In "Welcome to the Hellmouth" the Master is presented as one of the "old ones," a vampire with extraordinary physical and mental powers, but weakened through long isolation and needing to feed on people; he is raised from a pool of blood by his acolyte Luke (Brian Thompson). The head of a cult called the Order of Aurelius, the Master attempted to open the Hellmouth in 1937, placing himself in a Catholic mission to do so. An earthquake swallowed the mission during the Master's attempt, and he has been living in the ruins for 60 years.[6] He is imprisoned between dimensions, unable to leave his underground lair, so he commands his minions to find people for him to feed off while planning his escape. In times, Sunnydale High School is eventually built over where the mission was.

The Master's incarceration underground was a device used by the writers to avoid having Buffy meet him and then thwart his attempts to kill her each week. Whedon was concerned that audiences would consider this implausible and that weekly confrontations would leave no tension for the season finale when Buffy and the Master would finally meet and battle each other.[7]

In "The Harvest", employing a ritualized dark ceremony which can be used only once in a century, the Master makes Luke his "vessel": every time Luke feeds, power will be transmitted to the Master.[8] Luke goes to the Bronze, the local nightclub frequented by Buffy and her friends, and begins to feed on the patrons before Buffy — following a delay caused by getting grounded by her mother — can kill him. Although Luke successfully feeds on a couple of victims, Buffy stakes him, thereby leaving the Master contained, robbed of his proxy, and with insufficient power to break the dimensional barrier that confines him underground.

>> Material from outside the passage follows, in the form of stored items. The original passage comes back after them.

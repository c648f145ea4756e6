//! HDLC frame structure and encoding/decoding
//!
//! ```text
//! 7E | format (2) | destination | source | control | [HCS (2) | information] | FCS (2) | 7E
//! ```
//!
//! The format field is `1010 S LLL LLLL LLLL`: frame format type 3, the
//! segmentation bit and an 11-bit length counting every byte between the
//! flags. HCS covers format through control and is present only when the
//! frame carries information. FCS covers everything between the flags.

use crate::hdlc::address::HdlcAddress;
use crate::hdlc::fcs;
use bytes::{BufMut, BytesMut};
use dlms_core::{DlmsError, DlmsResult};
use dlms_transport::StreamAccessor;
use std::fmt;

/// HDLC frame flag
pub const FLAG: u8 = 0x7E;

/// LLC header of a request (client to server)
pub const LLC_REQUEST: [u8; 3] = [0xE6, 0xE6, 0x00];

/// LLC header of a response (server to client)
pub const LLC_RESPONSE: [u8; 3] = [0xE6, 0xE7, 0x00];

const FORMAT_TYPE: u16 = 0xA000;
const FORMAT_TYPE_MASK: u16 = 0xF000;
const SEGMENTATION_BIT: u16 = 0x0800;
const LENGTH_MASK: u16 = 0x07FF;
const POLL_FINAL: u8 = 0x10;

/// HDLC frame type together with its sequence numbers
#[derive(Debug, Clone, Copy, PartialEq, Eq)]
pub enum FrameType {
    Information { send_sequence: u8, receive_sequence: u8 },
    ReceiveReady { receive_sequence: u8 },
    ReceiveNotReady { receive_sequence: u8 },
    SetNormalResponseMode,
    Disconnect,
    UnnumberedAcknowledge,
    DisconnectMode,
    FrameReject,
    UnnumberedInformation,
}

impl FrameType {
    /// Control byte with the given poll/final bit
    pub fn control_byte(&self, poll_final: bool) -> u8 {
        let pf = if poll_final { POLL_FINAL } else { 0 };
        match *self {
            FrameType::Information {
                send_sequence,
                receive_sequence,
            } => ((receive_sequence & 0x07) << 5) | pf | ((send_sequence & 0x07) << 1),
            FrameType::ReceiveReady { receive_sequence } => ((receive_sequence & 0x07) << 5) | pf | 0x01,
            FrameType::ReceiveNotReady { receive_sequence } => ((receive_sequence & 0x07) << 5) | pf | 0x05,
            FrameType::SetNormalResponseMode => 0x83 | pf,
            FrameType::Disconnect => 0x43 | pf,
            FrameType::UnnumberedAcknowledge => 0x63 | pf,
            FrameType::DisconnectMode => 0x0F | pf,
            FrameType::FrameReject => 0x87 | pf,
            FrameType::UnnumberedInformation => 0x03 | pf,
        }
    }

    /// Parse a control byte into the frame type and its poll/final bit
    pub fn from_control_byte(control: u8) -> DlmsResult<(Self, bool)> {
        let pf = control & POLL_FINAL != 0;
        let nr = control >> 5;
        let frame_type = if control & 0x01 == 0 {
            FrameType::Information {
                send_sequence: (control >> 1) & 0x07,
                receive_sequence: nr,
            }
        } else {
            match control & 0x0F {
                0x01 => FrameType::ReceiveReady { receive_sequence: nr },
                0x05 => FrameType::ReceiveNotReady { receive_sequence: nr },
                _ => match control & !POLL_FINAL {
                    0x83 => FrameType::SetNormalResponseMode,
                    0x43 => FrameType::Disconnect,
                    0x63 => FrameType::UnnumberedAcknowledge,
                    0x0F => FrameType::DisconnectMode,
                    0x87 => FrameType::FrameReject,
                    0x03 => FrameType::UnnumberedInformation,
                    _ => {
                        return Err(DlmsError::FrameInvalid(format!(
                            "Unknown HDLC control byte 0x{:02X}",
                            control
                        )));
                    }
                },
            }
        };
        Ok((frame_type, pf))
    }
}

/// HDLC frame
#[derive(Debug, Clone, PartialEq, Eq)]
pub struct HdlcFrame {
    pub destination: HdlcAddress,
    pub source: HdlcAddress,
    pub frame_type: FrameType,
    pub poll_final: bool,
    pub segmented: bool,
    pub information: Vec<u8>,
}

impl HdlcFrame {
    /// Frame without information field, with the poll/final bit set
    pub fn control(destination: HdlcAddress, source: HdlcAddress, frame_type: FrameType) -> Self {
        Self {
            destination,
            source,
            frame_type,
            poll_final: true,
            segmented: false,
            information: Vec::new(),
        }
    }

    pub fn with_information(mut self, information: Vec<u8>) -> Self {
        self.information = information;
        self
    }

    pub fn with_segmented(mut self, segmented: bool) -> Self {
        self.segmented = segmented;
        self
    }

    /// Value of the length subfield for this frame
    pub fn frame_length(&self) -> usize {
        let header = 2 + self.destination.byte_length() + self.source.byte_length() + 1;
        let info = if self.information.is_empty() {
            0
        } else {
            2 + self.information.len()
        };
        header + info + 2
    }

    /// Encode including both flags
    pub fn encode(&self) -> DlmsResult<Vec<u8>> {
        let length = self.frame_length();
        if length > usize::from(LENGTH_MASK) {
            return Err(DlmsError::PayloadTooLarge {
                size: self.information.len(),
                max: usize::from(LENGTH_MASK) - (length - self.information.len()),
            });
        }

        let mut format = FORMAT_TYPE | length as u16;
        if self.segmented {
            format |= SEGMENTATION_BIT;
        }

        let mut buf = BytesMut::with_capacity(length + 2);
        buf.put_u8(FLAG);
        buf.put_u16(format);
        self.destination.encode_into(&mut buf);
        self.source.encode_into(&mut buf);
        buf.put_u8(self.frame_type.control_byte(self.poll_final));
        if !self.information.is_empty() {
            let hcs = fcs::fcs(&buf[1..]);
            buf.put_slice(&hcs);
            buf.put_slice(&self.information);
        }
        let frame_fcs = fcs::fcs(&buf[1..]);
        buf.put_slice(&frame_fcs);
        buf.put_u8(FLAG);
        Ok(buf.to_vec())
    }

    /// Decode the bytes between the two flags
    ///
    /// # Errors
    /// - `FrameInvalid` for a wrong format type, length field or address
    /// - `CorruptFrame` when HCS or FCS do not match
    pub fn decode(body: &[u8]) -> DlmsResult<Self> {
        if body.len() < 2 {
            return Err(DlmsError::FrameInvalid("HDLC frame too short".to_string()));
        }
        let format = u16::from_be_bytes([body[0], body[1]]);
        if format & FORMAT_TYPE_MASK != FORMAT_TYPE {
            return Err(DlmsError::FrameInvalid(format!(
                "Unsupported HDLC frame format 0x{:04X}",
                format
            )));
        }
        let length = usize::from(format & LENGTH_MASK);
        if length != body.len() {
            return Err(DlmsError::LengthMismatch {
                declared: length,
                actual: body.len(),
            });
        }
        if !fcs::verify(body) {
            return Err(DlmsError::CorruptFrame("FCS mismatch".to_string()));
        }

        let mut pos = 2;
        let (destination, used) = HdlcAddress::decode(&body[pos..])?;
        pos += used;
        let (source, used) = HdlcAddress::decode(&body[pos..])?;
        pos += used;
        let control = *body
            .get(pos)
            .ok_or_else(|| DlmsError::FrameInvalid("HDLC frame has no control field".to_string()))?;
        let (frame_type, poll_final) = FrameType::from_control_byte(control)?;
        pos += 1;

        let fcs_start = body.len() - 2;
        let information = if fcs_start > pos {
            let info_start = pos + 2;
            if info_start > fcs_start || !fcs::verify(&body[..info_start]) {
                return Err(DlmsError::CorruptFrame("HCS mismatch".to_string()));
            }
            body[info_start..fcs_start].to_vec()
        } else if fcs_start == pos {
            Vec::new()
        } else {
            return Err(DlmsError::FrameInvalid("HDLC frame truncated".to_string()));
        };

        Ok(Self {
            destination,
            source,
            frame_type,
            poll_final,
            segmented: format & SEGMENTATION_BIT != 0,
            information,
        })
    }
}

impl fmt::Display for HdlcFrame {
    fn fmt(&self, f: &mut fmt::Formatter<'_>) -> fmt::Result {
        write!(
            f,
            "{:?} {} -> {} ({} bytes{})",
            self.frame_type,
            self.source,
            self.destination,
            self.information.len(),
            if self.segmented { ", segmented" } else { "" }
        )
    }
}

/// Reads flag-delimited frames from a byte stream
///
/// Consecutive frames may share a single flag between them.
#[derive(Debug, Default)]
pub struct FrameReader {
    opening_flag_seen: bool,
}

impl FrameReader {
    pub fn new() -> Self {
        Self::default()
    }

    /// Read and decode the next frame
    pub async fn next_frame<S>(&mut self, stream: &mut S) -> DlmsResult<HdlcFrame>
    where
        S: StreamAccessor + ?Sized,
    {
        if !self.opening_flag_seen {
            while stream.read_u8().await? != FLAG {}
        }
        self.opening_flag_seen = false;

        let mut first = stream.read_u8().await?;
        while first == FLAG {
            first = stream.read_u8().await?;
        }
        let second = stream.read_u8().await?;
        let length = usize::from(u16::from_be_bytes([first, second]) & LENGTH_MASK);
        if length < 2 {
            return Err(DlmsError::FrameInvalid(format!("HDLC frame length {}", length)));
        }

        let mut body = vec![0u8; length];
        body[0] = first;
        body[1] = second;
        stream.read_exact(&mut body[2..]).await?;

        let closing = stream.read_u8().await?;
        if closing != FLAG {
            return Err(DlmsError::FrameInvalid(format!(
                "Expected closing flag, found 0x{:02X}",
                closing
            )));
        }
        self.opening_flag_seen = true;
        HdlcFrame::decode(&body)
    }
}

#[cfg(test)]
mod tests {
    use super::*;
    use dlms_transport::IoTransport;
    use tokio::io::AsyncWriteExt;

    fn client() -> HdlcAddress {
        HdlcAddress::new(0x10).unwrap()
    }

    fn server() -> HdlcAddress {
        HdlcAddress::new(0x01).unwrap()
    }

    #[test]
    fn test_encode_snrm() {
        let frame = HdlcFrame::control(server(), client(), FrameType::SetNormalResponseMode);
        assert_eq!(
            frame.encode().unwrap(),
            vec![0x7E, 0xA0, 0x07, 0x03, 0x21, 0x93, 0x0F, 0x01, 0x7E]
        );
    }

    #[test]
    fn test_control_bytes() {
        let info = FrameType::Information {
            send_sequence: 3,
            receive_sequence: 5,
        };
        assert_eq!(info.control_byte(true), 0xB6);
        assert_eq!(FrameType::from_control_byte(0xB6).unwrap(), (info, true));
        assert_eq!(FrameType::ReceiveReady { receive_sequence: 1 }.control_byte(true), 0x31);
        assert_eq!(
            FrameType::from_control_byte(0x73).unwrap(),
            (FrameType::UnnumberedAcknowledge, true)
        );
        assert!(FrameType::from_control_byte(0xFF).is_err());
    }

    #[test]
    fn test_information_frame_decodes() {
        let frame = HdlcFrame::control(
            server(),
            client(),
            FrameType::Information {
                send_sequence: 0,
                receive_sequence: 0,
            },
        )
        .with_information(vec![0xE6, 0xE6, 0x00, 0x01, 0x02])
        .with_segmented(true);
        let encoded = frame.encode().unwrap();
        let decoded = HdlcFrame::decode(&encoded[1..encoded.len() - 1]).unwrap();
        assert_eq!(decoded, frame);
        assert!(decoded.segmented);
    }

    #[test]
    fn test_corrupt_fcs_detected() {
        let frame = HdlcFrame::control(server(), client(), FrameType::Disconnect)
            .with_information(vec![1, 2, 3]);
        let mut encoded = frame.encode().unwrap();
        let last = encoded.len() - 3;
        encoded[last] ^= 0xFF;
        let result = HdlcFrame::decode(&encoded[1..encoded.len() - 1]);
        assert!(matches!(result, Err(DlmsError::CorruptFrame(_))));
    }

    #[test]
    fn test_length_field_mismatch() {
        let encoded = HdlcFrame::control(server(), client(), FrameType::Disconnect)
            .encode()
            .unwrap();
        let body = &encoded[1..encoded.len() - 2];
        assert!(matches!(
            HdlcFrame::decode(body),
            Err(DlmsError::LengthMismatch { .. })
        ));
    }

    #[tokio::test]
    async fn test_reader_handles_shared_flags() {
        let a = HdlcFrame::control(server(), client(), FrameType::SetNormalResponseMode)
            .encode()
            .unwrap();
        let b = HdlcFrame::control(server(), client(), FrameType::Disconnect)
            .encode()
            .unwrap();
        let mut wire = vec![0x00, 0x55];
        wire.extend_from_slice(&a);
        // second frame reuses the closing flag of the first
        wire.extend_from_slice(&b[1..]);

        let (mut tx, rx) = tokio::io::duplex(256);
        tx.write_all(&wire).await.unwrap();
        let mut stream = IoTransport::new(rx);
        let mut reader = FrameReader::new();
        let first = reader.next_frame(&mut stream).await.unwrap();
        let second = reader.next_frame(&mut stream).await.unwrap();
        assert_eq!(first.frame_type, FrameType::SetNormalResponseMode);
        assert_eq!(second.frame_type, FrameType::Disconnect);
    }
}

The majority of vampires on the series have a human face that can turn into what Whedon and the characters call "vamp face". When shown immediately before feeding, the vampire characters transform with prosthetic make-up and computer-generated effects, giving them prominent brows and cheekbones, sharpened yellow teeth, and yellow eyes. Whedon intended to use the vamp face to be able to place vampires around Buffy in different locations — especially at school — to highlight the element of surprise by illustrating that the characters often face friends and peers who appear normal, but have dark sides. Simultaneously, the vamp face shows that Buffy is killing monsters instead of people.[5]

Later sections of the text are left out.